Over time, that argument has become less successful. Mostly because people I know are proud to skip nights out, isolate themselves, and even brag to see who has the earliest bedtime. People on TikTok have branded this behavioral phenomenon (as the amateur sociologists on the app love to do), and it’s now being referred to as “performative maturity.”
“Don’t say that you’re too old to go to the club,” said one user in a popular post calling out textbook “performatively mature” conduct. “It’s so annoying to see people who are like, All my hobbies are grandma hobbies. They’re the same people who go to work, they go home, and they’re literally on their phones rotting. You’re not mature for doing that.”
What I believe distinguishes an innocent personal preference for solo nights from performative maturity is the proclamation of it. And that can be found in plenty of bed-rotting posts that attempt to aestheticize shutting the world out, and prematurely swearing off the reckless fun that youth forgives. They allow young people online to see insulating their lives as the ideal.
In Josh Lora’s 2024 essay, The Mainstreaming of Loserdom, he mapped out the social acceptance of rotting and the concurrent dwindling amount of young people pursuing outside hobbies, linking it all to “a combination of loneliness, social anxiety, unlimited internet access, and economic crisis.” It’s true that the current economy—and the entry-level job drought that most of Gen Z graduated into—does not naturally give way to night after night of frivolous spending. And it’s no surprise that a generation who came of age during a global pandemic is, by and large, way less afraid of being alone; so much so that our loneliness has many a time been declared an epidemic of its own.
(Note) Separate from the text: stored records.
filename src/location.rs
//! Location tokens and lazy URL resolution
//!
//! Repository URLs are accepted as opaque tokens at configuration time and
//! only turned into absolute URLs when read. Resolution depends on external
//! context (the project base directory), so it runs on every read and is
//! never cached.

use crate::error::{RepoError, Result};
use std::path::{Path, PathBuf};
use std::sync::Arc;
use url::Url;

/// An unresolved location token, accepted without validation
#[derive(Debug, Clone, PartialEq, Eq)]
pub enum Location {
    /// An already-absolute URL
    Url(Url),
    /// A filesystem path, resolved against the project base directory
    Path(PathBuf),
    /// An arbitrary string, parsed as a URL or treated as a relative path
    Raw(String),
}

impl From<Url> for Location {
    fn from(url: Url) -> Self {
        Location::Url(url)
    }
}

impl From<PathBuf> for Location {
    fn from(path: PathBuf) -> Self {
        Location::Path(path)
    }
}

impl From<&Path> for Location {
    fn from(path: &Path) -> Self {
        Location::Path(path.to_path_buf())
    }
}

impl From<&str> for Location {
    fn from(s: &str) -> Self {
        Location::Raw(s.to_string())
    }
}

impl From<String> for Location {
    fn from(s: String) -> Self {
        Location::Raw(s)
    }
}

impl std::fmt::Display for Location {
    fn fmt(&self, f: &mut std::fmt::Formatter<'_>) -> std::fmt::Result {
        match self {
            Location::Url(url) => write!(f, "{}", url),
            Location::Path(path) => write!(f, "{}", path.display()),
            Location::Raw(s) => write!(f, "{}", s),
        }
    }
}

/// Resolves location tokens to absolute URLs
///
/// Implementations must be pure and in-memory: no network or filesystem
/// access happens during resolution.
pub trait LocationResolver: Send + Sync {
    /// Resolve a token to an absolute URL
    ///
    /// Fails with [`RepoError::InvalidLocation`] when the token cannot be
    /// turned into an absolute URL.
    fn resolve(&self, token: &Location) -> Result<Url>;
}

/// Default resolver: absolute URLs pass through, paths and path-like raw
/// tokens resolve against a base directory into `file://` URLs
#[derive(Debug)]
pub struct BaseDirResolver {
    base_dir: PathBuf,
}

impl BaseDirResolver {
    pub fn new(base_dir: impl Into<PathBuf>) -> Arc<Self> {
        Arc::new(Self {
            base_dir: base_dir.into(),
        })
    }

    fn file_url(&self, path: &Path, token: &Location) -> Result<Url> {
        let absolute = if path.is_absolute() {
            path.to_path_buf()
        } else {
            self.base_dir.join(path)
        };
        Url::from_file_path(&absolute).map_err(|_| RepoError::InvalidLocation {
            token: token.to_string(),
            message: format!("cannot express '{}' as a file URL", absolute.display()),
        })
    }
}

impl LocationResolver for BaseDirResolver {
    fn resolve(&self, token: &Location) -> Result<Url> {
        match token {
            Location::Url(url) => Ok(url.clone()),
            Location::Path(path) => self.file_url(path, token),
            Location::Raw(s) => match Url::parse(s) {
                Ok(url) => Ok(url),
                // A bare name or relative path is not a parse failure,
                // resolve it against the base directory instead.
                Err(url::ParseError::RelativeUrlWithoutBase) => {
                    self.file_url(Path::new(s), token)
                }
                Err(e) => Err(RepoError::InvalidLocation {
                    token: s.clone(),
                    message: e.to_string(),
                }),
            },
        }
    }
}
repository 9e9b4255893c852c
//! Fixtures shared by handler and service tests.
//!
//! [`InMemoryStore`] implements both repository traits with the same visibility
//! rules as the Postgres queries, so the HTTP surface can be tested without a
//! database.

use std::collections::BTreeMap;
use std::sync::{Arc, Mutex, MutexGuard};

use async_trait::async_trait;
use axum::{extract::Request, middleware::Next, Router};
use chrono::Utc;
use jsonwebtoken::{encode, EncodingKey, Header};
use tempfile::TempDir;

use crate::core::config::StorageConfig;
use crate::core::error::{AppError, Result};
use crate::features::auth::model::{AuthenticatedUser, Claims};
use crate::features::auth::{AccessPolicy, Visibility};
use crate::features::clients::models::Client;
use crate::features::clients::{ClientDeletion, ClientRepository, ClientService};
use crate::features::files::models::{File, NewFile};
use crate::features::files::{FileRepository, FileService};
use crate::modules::storage::LocalDiskStorage;
use crate::shared::constants::{DEFAULT_MAX_UPLOAD_SIZE, DEFAULT_PRIVILEGED_ROLES};

pub const TEST_JWT_SECRET: &str = "test-secret-do-not-use";

/// Sign an HS256 token valid for one hour
pub fn issue_token(user_id: &str, role: &str) -> String {
    let claims = Claims {
        sub: user_id.to_string(),
        role: role.to_string(),
        exp: (Utc::now().timestamp() + 3600) as u64,
    };
    encode(
        &Header::default(),
        &claims,
        &EncodingKey::from_secret(TEST_JWT_SECRET.as_bytes()),
    )
    .unwrap()
}

pub fn user(user_id: &str, role: &str) -> AuthenticatedUser {
    AuthenticatedUser::new(user_id, role)
}

pub fn test_policy() -> Arc<AccessPolicy> {
    Arc::new(AccessPolicy::new(
        DEFAULT_PRIVILEGED_ROLES
            .iter()
            .map(|r| r.to_string())
            .collect(),
    ))
}

/// Put `user` into the request extensions, as the auth middleware would
pub fn with_user(router: Router, user: AuthenticatedUser) -> Router {
    router.layer(axum::middleware::from_fn(
        move |mut request: Request, next: Next| {
            let user = user.clone();
            async move {
                request.extensions_mut().insert(user);
                next.run(request).await
            }
        },
    ))
}

#[derive(Default)]
struct Tables {
    clients: BTreeMap<i64, Client>,
    files: BTreeMap<i64, File>,
    next_client_id: i64,
    next_file_id: i64,
}

#[derive(Default)]
pub struct InMemoryStore {
    tables: Mutex<Tables>,
}

impl InMemoryStore {
    fn tables(&self) -> MutexGuard<'_, Tables> {
        self.tables.lock().unwrap()
    }

    pub fn seed_client(&self, name: &str, code: &str) -> i64 {
        let mut t = self.tables();
        t.next_client_id += 1;
        let id = t.next_client_id;
        let now = Utc::now();
        t.clients.insert(
            id,
            Client {
                id,
                name: name.to_string(),
                code: code.to_string(),
                file_count: 0,
                created_at: now,
                updated_at: now,
            },
        );
        id
    }

    /// Insert a metadata row without a binary behind it
    pub fn seed_file(&self, client_id: i64, uploaded_by: &str) -> i64 {
        let mut t = self.tables();
        t.next_file_id += 1;
        let id = t.next_file_id;
        t.files.insert(
            id,
            File {
                id,
                client_id,
                name: format!("document-{}", id),
                description: None,
                category: "general".to_string(),
                path: format!("/nonexistent/{}/{}.bin", client_id, id),
                file_type: "application/pdf".to_string(),
                size: 1,
                uploaded_by: uploaded_by.to_string(),
                created_at: Utc::now(),
            },
        );
        id
    }

    pub fn client_count(&self) -> usize {
        self.tables().clients.len()
    }

    pub fn file_count(&self) -> usize {
        self.tables().files.len()
    }

    fn with_count(t: &Tables, client: &Client, visibility: &Visibility) -> Client {
        let file_count = t
            .files
            .values()
            .filter(|f| f.client_id == client.id && visibility.permits(&f.uploaded_by))
            .count() as i64;
        Client {
            file_count,
            ..client.clone()
        }
    }
}

#[async_trait]
impl ClientRepository for InMemoryStore {
    async fn list(&self, visibility: &Visibility) -> Result<Vec<Client>> {
        let t = self.tables();
        Ok(t.clients
            .values()
            .filter(|c| {
                visibility.lists_client(
                    t.files
                        .values()
                        .filter(|f| f.client_id == c.id)
                        .map(|f| f.uploaded_by.as_str()),
                )
            })
            .map(|c| Self::with_count(&t, c, visibility))
            .collect())
    }

    async fn find_by_id(&self, id: i64) -> Result<Option<Client>> {
        let t = self.tables();
        Ok(t.clients
            .get(&id)
            .map(|c| Self::with_count(&t, c, &Visibility::Unrestricted)))
    }

    async fn create(&self, name: &str, code: &str) -> Result<Client> {
        let id = self.seed_client(name, code);
        let t = self.tables();
        Ok(t.clients[&id].clone())
    }

    async fn update(&self, id: i64, name: &str, code: &str) -> Result<Option<Client>> {
        let mut t = self.tables();
        let Some(client) = t.clients.get_mut(&id) else {
            return Ok(None);
        };
        client.name = name.to_string();
        client.code = code.to_string();
        client.updated_at = Utc::now();
        let client = client.clone();
        Ok(Some(Self::with_count(&t, &client, &Visibility::Unrestricted)))
    }

    async fn delete(&self, id: i64) -> Result<ClientDeletion> {
        let mut t = self.tables();
        if !t.clients.contains_key(&id) {
            return Ok(ClientDeletion::NotFound);
        }
        let attached = t.files.values().filter(|f| f.client_id == id).count() as i64;
        if attached > 0 {
            return Ok(ClientDeletion::HasFiles(attached));
        }
        t.clients.remove(&id);
        Ok(ClientDeletion::Deleted)
    }
}

#[async_trait]
impl FileRepository for InMemoryStore {
    async fn list_for_client(&self, client_id: i64, visibility: &Visibility) -> Result<Vec<File>> {
        Ok(self
            .tables()
            .files
            .values()
            .filter(|f| f.client_id == client_id && visibility.permits(&f.uploaded_by))
            .cloned()
            .collect())
    }

    async fn find_by_id(&self, id: i64) -> Result<Option<File>> {
        Ok(self.tables().files.get(&id).cloned())
    }

    async fn create(&self, file: NewFile) -> Result<File> {
        let mut t = self.tables();
        if !t.clients.contains_key(&file.client_id) {
            return Err(AppError::Validation(format!(
                "Client with id {} does not exist",
                file.client_id
            )));
        }
        t.next_file_id += 1;
        let id = t.next_file_id;
        let row = File {
            id,
            client_id: file.client_id,
            name: file.name,
            description: file.description,
            category: file.category,
            path: file.path,
            file_type: file.file_type,
            size: file.size,
            uploaded_by: file.uploaded_by,
            created_at: Utc::now(),
        };
        t.files.insert(id, row.clone());
        Ok(row)
    }

    async fn delete(&self, id: i64) -> Result<Option<File>> {
        Ok(self.tables().files.remove(&id))
    }
}

/// Services wired to one in-memory store and a throwaway upload directory
pub struct TestContext {
    pub store: Arc<InMemoryStore>,
    pub storage: Arc<LocalDiskStorage>,
    pub policy: Arc<AccessPolicy>,
    _upload_dir: TempDir,
}

impl TestContext {
    pub fn new() -> Self {
        let upload_dir = tempfile::tempdir().unwrap();
        let storage = LocalDiskStorage::new(&StorageConfig {
            upload_dir: upload_dir.path().join("uploads"),
            max_upload_size: DEFAULT_MAX_UPLOAD_SIZE,
        });

        Self {
            store: Arc::new(InMemoryStore::default()),
            storage: Arc::new(storage),
            policy: test_policy(),
            _upload_dir: upload_dir,
        }
    }

    pub fn client_service(&self) -> Arc<ClientService> {
        Arc::new(ClientService::new(self.store.clone(), self.policy.clone()))
    }

    pub fn file_service(&self) -> Arc<FileService> {
        self.file_service_with_limit(DEFAULT_MAX_UPLOAD_SIZE)
    }

    pub fn file_service_with_limit(&self, max_upload_size: usize) -> Arc<FileService> {
        Arc::new(FileService::new(
            self.store.clone(),
            self.storage.clone(),
            self.policy.clone(),
            max_upload_size,
        ))
    }

    /// Number of binaries currently under the upload root
    pub fn stored_file_count(&self) -> usize {
        fn walk(dir: &std::path::Path) -> usize {
            let Ok(entries) = std::fs::read_dir(dir) else {
                return 0;
            };
            entries
                .flatten()
                .map(|e| {
                    let path = e.path();
                    if path.is_dir() {
                        walk(&path)
                    } else {
                        1
                    }
                })
                .sum()
        }
        walk(self.storage.root())
    }
}
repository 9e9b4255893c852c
mod file_handler;

pub use file_handler::*;
use axum::{
    extract::{
        rejection::{JsonRejection, PathRejection},
        FromRequest, FromRequestParts, Path, Request,
    },
    http::request::Parts,
    Json,
};
use serde::de::DeserializeOwned;

use crate::core::error::AppError;
use crate::features::auth::model::AuthenticatedUser;

/// JSON body extractor whose rejections use the response envelope
pub struct AppJson<T>(pub T);

impl<T, S> FromRequest<S> for AppJson<T>
where
    T: DeserializeOwned,
    S: Send + Sync,
{
    type Rejection = AppError;

    async fn from_request(req: Request, state: &S) -> Result<Self, Self::Rejection> {
        Json::<T>::from_request(req, state)
            .await
            .map(|Json(value)| Self(value))
            .map_err(|rejection| AppError::BadRequest(json_rejection_message(rejection)))
    }
}

fn json_rejection_message(rejection: JsonRejection) -> String {
    match rejection {
        JsonRejection::JsonDataError(err) => format!("Invalid JSON data: {}", err),
        JsonRejection::JsonSyntaxError(err) => format!("Invalid JSON syntax: {}", err),
        JsonRejection::MissingJsonContentType(err) => {
            format!("Missing JSON content type: {}", err)
        }
        _ => "Failed to parse JSON body".to_string(),
    }
}

/// Path extractor whose rejections use the response envelope, e.g. `/api/clients/abc`
pub struct AppPath<T>(pub T);

impl<T, S> FromRequestParts<S> for AppPath<T>
where
    T: DeserializeOwned + Send,
    S: Send + Sync,
{
    type Rejection = AppError;

    async fn from_request_parts(parts: &mut Parts, state: &S) -> Result<Self, Self::Rejection> {
        Path::<T>::from_request_parts(parts, state)
            .await
            .map(|Path(value)| Self(value))
            .map_err(|rejection: PathRejection| {
                AppError::BadRequest(format!("Invalid path parameter: {}", rejection.body_text()))
            })
    }
}

impl<S> FromRequestParts<S> for AuthenticatedUser
where
    S: Send + Sync,
{
    type Rejection = AppError;

    async fn from_request_parts(parts: &mut Parts, _state: &S) -> Result<Self, Self::Rejection> {
        parts
            .extensions
            .get::<AuthenticatedUser>()
            .cloned()
            .ok_or_else(|| AppError::Unauthorized("Authentication required".to_string()))
    }
}
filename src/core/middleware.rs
use crate::core::error::AppError;
use crate::features::auth::JwtValidator;
use axum::{
    body::Body,
    extract::{Request, State},
    http::{header, HeaderValue, StatusCode},
    middleware::Next,
    response::Response,
};
use base64::prelude::*;
use std::sync::Arc;
use tower_http::cors::{AllowOrigin, Any, CorsLayer};
use tower_http::request_id::{MakeRequestId, RequestId};
use tracing::Span;
use uuid::Uuid;

/// Request ID generator using UUID v7 (time-ordered)
#[derive(Clone, Copy)]
pub struct MakeRequestUuid;

impl MakeRequestId for MakeRequestUuid {
    fn make_request_id<B>(&mut self, _request: &axum::http::Request<B>) -> Option<RequestId> {
        let id = Uuid::now_v7().to_string();
        HeaderValue::from_str(&id).ok().map(RequestId::new)
    }
}

/// Custom MakeSpan that includes request_id in the tracing span
#[derive(Clone, Debug)]
pub struct MakeSpanWithRequestId;

impl<B> tower_http::trace::MakeSpan<B> for MakeSpanWithRequestId {
    fn make_span(&mut self, request: &axum::http::Request<B>) -> Span {
        let request_id = request
            .headers()
            .get("x-request-id")
            .and_then(|v| v.to_str().ok())
            .unwrap_or("-");

        tracing::info_span!(
            "request",
            method = %request.method(),
            uri = %request.uri(),
            request_id = %request_id,
        )
    }
}

pub fn cors_layer(allowed_origins: Vec<String>) -> CorsLayer {
    let cors = CorsLayer::new().allow_methods(Any).allow_headers(Any);

    // If origins list contains "*", allow any origin
    if allowed_origins.iter().any(|o| o == "*") {
        cors.allow_origin(Any)
    } else {
        // Parse origins into HeaderValue
        let origins: Vec<HeaderValue> = allowed_origins
            .iter()
            .filter_map(|o| o.parse().ok())
            .collect();
        cors.allow_origin(AllowOrigin::list(origins))
    }
}

/// Whether a `Basic` authorization header carries exactly `user:password`
fn basic_credentials_match(header_value: &str, expected: &str) -> bool {
    header_value
        .strip_prefix("Basic ")
        .and_then(|encoded| BASE64_STANDARD.decode(encoded).ok())
        .and_then(|decoded| String::from_utf8(decoded).ok())
        .is_some_and(|creds| creds == expected)
}

/// Guard the Swagger UI with HTTP basic auth
pub fn basic_auth_middleware(
    valid_credentials: Arc<String>,
) -> impl Fn(
    Request,
    Next,
)
    -> std::pin::Pin<Box<dyn std::future::Future<Output = Result<Response, Response>> + Send>>
       + Clone {
    move |req: Request, next: Next| {
        let credentials = valid_credentials.clone();
        Box::pin(async move {
            let authorized = req
                .headers()
                .get(header::AUTHORIZATION)
                .and_then(|h| h.to_str().ok())
                .is_some_and(|h| basic_credentials_match(h, &credentials));

            if authorized {
                return Ok(next.run(req).await);
            }

            let mut response = Response::new(Body::from("Unauthorized"));
            *response.status_mut() = StatusCode::UNAUTHORIZED;
            response.headers_mut().insert(
                header::WWW_AUTHENTICATE,
                HeaderValue::from_static("Basic realm=\"Swagger UI\""),
            );

            Err(response)
        })
    }
}

pub async fn auth_middleware(
    State(validator): State<Arc<JwtValidator>>,
    mut req: Request,
    next: Next,
) -> Result<Response, AppError> {
    // Extract Authorization header
    let auth_header = req
        .headers()
        .get(header::AUTHORIZATION)
        .and_then(|h| h.to_str().ok())
        .ok_or_else(|| AppError::Unauthorized("Missing authorization header".to_string()))?;

    let token = auth_header.strip_prefix("Bearer ").ok_or_else(|| {
        AppError::Unauthorized("Invalid authorization header format".to_string())
    })?;

    let user = validator.validate_token(token)?;
    tracing::debug!(user_id = %user.user_id, role = %user.role, "Request authenticated");

    // Insert authenticated user into request extensions
    req.extensions_mut().insert(user);
    Ok(next.run(req).await)
}
use axum::{extract::DefaultBodyLimit, handler::Handler, routing::get, Router};
use std::sync::Arc;

use crate::features::files::handlers::{delete_file, get_file, list_files, upload_file};
use crate::features::files::services::FileService;

/// Create routes for the files feature (protected)
pub fn routes(file_service: Arc<FileService>) -> Router {
    // Leave room for multipart overhead on top of the file itself
    let body_limit = file_service.max_upload_size() + 1024 * 1024;

    Router::new()
        .route(
            "/api/files",
            get(list_files).post(upload_file.layer(DefaultBodyLimit::max(body_limit))),
        )
        .route("/api/files/{id}", get(get_file).delete(delete_file))
        .with_state(file_service)
}
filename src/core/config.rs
use std::env;
use std::path::PathBuf;
use std::str::FromStr;
use std::time::Duration;

use crate::shared::constants::{DEFAULT_MAX_UPLOAD_SIZE, DEFAULT_PRIVILEGED_ROLES};

#[derive(Debug, Clone)]
pub struct Config {
    pub app: AppConfig,
    pub database: DatabaseConfig,
    pub auth: AuthConfig,
    pub storage: StorageConfig,
    pub swagger: SwaggerConfig,
}

#[derive(Debug, Clone)]
pub struct AppConfig {
    pub host: String,
    pub port: u16,
    pub cors_allowed_origins: Vec<String>,
}

#[derive(Debug, Clone)]
pub struct DatabaseConfig {
    pub url: String,
    pub max_connections: u32,
    pub min_connections: u32,
    pub acquire_timeout_secs: u64,
    pub idle_timeout_secs: u64,
    pub max_lifetime_secs: u64,
}

#[derive(Clone)]
pub struct AuthConfig {
    /// HS256 secret shared with the token issuer
    pub jwt_secret: String,
    pub jwt_leeway: Duration,
    /// Roles that see and act on every client and file
    pub privileged_roles: Vec<String>,
}

impl std::fmt::Debug for AuthConfig {
    fn fmt(&self, f: &mut std::fmt::Formatter<'_>) -> std::fmt::Result {
        f.debug_struct("AuthConfig")
            .field("jwt_secret", &"<redacted>")
            .field("jwt_leeway", &self.jwt_leeway)
            .field("privileged_roles", &self.privileged_roles)
            .finish()
    }
}

/// Local disk storage for uploaded binaries
#[derive(Debug, Clone)]
pub struct StorageConfig {
    /// Root directory; files land in `<upload_dir>/<client_id>/`
    pub upload_dir: PathBuf,
    /// Maximum accepted upload size in bytes
    pub max_upload_size: usize,
}

#[derive(Debug, Clone)]
pub struct SwaggerConfig {
    pub username: Option<String>,
    pub password: Option<String>,
    pub title: String,
    pub version: String,
    pub description: String,
}

impl Config {
    /// Read every section from the process environment (`.env` is loaded by `main`)
    pub fn from_env() -> Result<Self, String> {
        Ok(Config {
            app: AppConfig::from_env()?,
            database: DatabaseConfig::from_env()?,
            auth: AuthConfig::from_env()?,
            storage: StorageConfig::from_env()?,
            swagger: SwaggerConfig::from_env()?,
        })
    }
}

/// Parse an optional env value, falling back to `default` when unset
fn parse_env<T: FromStr>(key: &str, default: T) -> Result<T, String> {
    match env::var(key) {
        Ok(raw) => raw
            .trim()
            .parse::<T>()
            .map_err(|_| format!("{} must be a valid number, got '{}'", key, raw)),
        Err(_) => Ok(default),
    }
}

/// Split a comma-separated env value into trimmed, non-empty entries
fn split_list(raw: &str) -> Vec<String> {
    raw.split(',')
        .map(|s| s.trim().to_string())
        .filter(|s| !s.is_empty())
        .collect()
}

impl AppConfig {
    const DEFAULT_PORT: u16 = 3000;

    pub fn from_env() -> Result<Self, String> {
        let host = env::var("HOST").unwrap_or_else(|_| "127.0.0.1".to_string());
        let port = parse_env::<u16>("PORT", Self::DEFAULT_PORT)?;

        let cors_allowed_origins =
            split_list(&env::var("CORS_ALLOWED_ORIGINS").unwrap_or_else(|_| "*".to_string()));

        Ok(Self {
            host,
            port,
            cors_allowed_origins,
        })
    }

    pub fn server_address(&self) -> String {
        format!("{}:{}", self.host, self.port)
    }
}

impl DatabaseConfig {
    // Default values for database connection pool (conservative defaults for small-medium apps)
    const DEFAULT_MAX_CONNECTIONS: u32 = 10;
    const DEFAULT_MIN_CONNECTIONS: u32 = 1;
    const DEFAULT_ACQUIRE_TIMEOUT_SECS: u64 = 5;
    const DEFAULT_IDLE_TIMEOUT_SECS: u64 = 600; // 10 minutes
    const DEFAULT_MAX_LIFETIME_SECS: u64 = 1800; // 30 minutes

    pub fn from_env() -> Result<Self, String> {
        let url = env::var("DATABASE_URL").map_err(|_| "DATABASE_URL must be set".to_string())?;

        let max_connections =
            parse_env::<u32>("DB_MAX_CONNECTIONS", Self::DEFAULT_MAX_CONNECTIONS)?;

        let min_connections =
            parse_env::<u32>("DB_MIN_CONNECTIONS", Self::DEFAULT_MIN_CONNECTIONS)?;

        let acquire_timeout_secs =
            parse_env::<u64>("DB_ACQUIRE_TIMEOUT_SECS", Self::DEFAULT_ACQUIRE_TIMEOUT_SECS)?;

        let idle_timeout_secs =
            parse_env::<u64>("DB_IDLE_TIMEOUT_SECS", Self::DEFAULT_IDLE_TIMEOUT_SECS)?;

        let max_lifetime_secs =
            parse_env::<u64>("DB_MAX_LIFETIME_SECS", Self::DEFAULT_MAX_LIFETIME_SECS)?;

        Ok(Self {
            url,
            max_connections,
            min_connections,
            acquire_timeout_secs,
            idle_timeout_secs,
            max_lifetime_secs,
        })
    }
}

impl AuthConfig {
    const DEFAULT_JWT_LEEWAY_SECS: u64 = 60; // 1 minute

    pub fn from_env() -> Result<Self, String> {
        let jwt_secret = env::var("JWT_SECRET")
            .ok()
            .filter(|s| !s.is_empty())
            .ok_or_else(|| "JWT_SECRET environment variable is required".to_string())?;

        let jwt_leeway_secs = parse_env::<u64>("JWT_LEEWAY", Self::DEFAULT_JWT_LEEWAY_SECS)?;

        let privileged_roles = match env::var("PRIVILEGED_ROLES") {
            Ok(raw) => split_list(&raw),
            Err(_) => DEFAULT_PRIVILEGED_ROLES
                .iter()
                .map(|r| r.to_string())
                .collect(),
        };

        Ok(Self {
            jwt_secret,
            jwt_leeway: Duration::from_secs(jwt_leeway_secs),
            privileged_roles,
        })
    }
}

impl StorageConfig {
    pub fn from_env() -> Result<Self, String> {
        let upload_dir =
            PathBuf::from(env::var("UPLOAD_DIR").unwrap_or_else(|_| "uploads".to_string()));

        let max_upload_size = parse_env::<usize>("MAX_UPLOAD_SIZE", DEFAULT_MAX_UPLOAD_SIZE)?;

        Ok(Self {
            upload_dir,
            max_upload_size,
        })
    }
}

impl SwaggerConfig {
    pub fn from_env() -> Result<Self, String> {
        // Only use credentials if they are non-empty
        let username = env::var("SWAGGER_USERNAME").ok().filter(|s| !s.is_empty());
        let password = env::var("SWAGGER_PASSWORD").ok().filter(|s| !s.is_empty());
        let title = env::var("SWAGGER_TITLE").unwrap_or_else(|_| "Clientvault API".to_string());
        let version = env::var("SWAGGER_VERSION").unwrap_or_else(|_| "0.1.0".to_string());
        let description = env::var("SWAGGER_DESCRIPTION")
            .unwrap_or_else(|_| "Client records and document management".to_string());

        Ok(Self {
            username,
            password,
            title,
            version,
            description,
        })
    }

    /// Returns credentials in "username:password" format if auth is enabled
    pub fn credentials(&self) -> Option<String> {
        match (&self.username, &self.password) {
            (Some(user), Some(pass)) => Some(format!("{}:{}", user, pass)),
            _ => None,
        }
    }
}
That's why the recent naming and shaming of “performative maturity” marks a pivotal moment. There's a resistance forming against anyone who makes a show out of their reclusion and who feels holier-than-thou for doing so. People are voicing their concerns with the idea that staying inside and scrolling through your phone somehow equates to maturity—especially when time spent interacting with the world can obviously foster enriching relationships and strengthen your social proficiency. And most "performative maturity" commentary doesn't even disparage the people who are too tired to go out or who quietly prefer not to for lifestyle reasons (common defenses raised to oppose performative maturity callouts).
No, this backlash has not emerged to shame introverts. Instead, it challenges a longstanding Gen Z practice: placing arbitrary age limits on enjoyment. It’s no surprise that many people in the demographic are eager to age themselves out of fun (and then brag about it). And when you grow up seeing “You’re 25 years old, it’s time for jazz” or “27 is too old to be bisexual” type-posts go viral once a week, of course you’ll feel some pressure to prematurely limit your hobbies. No one's trying to be seen as “too old” for their proclivities, even at 23.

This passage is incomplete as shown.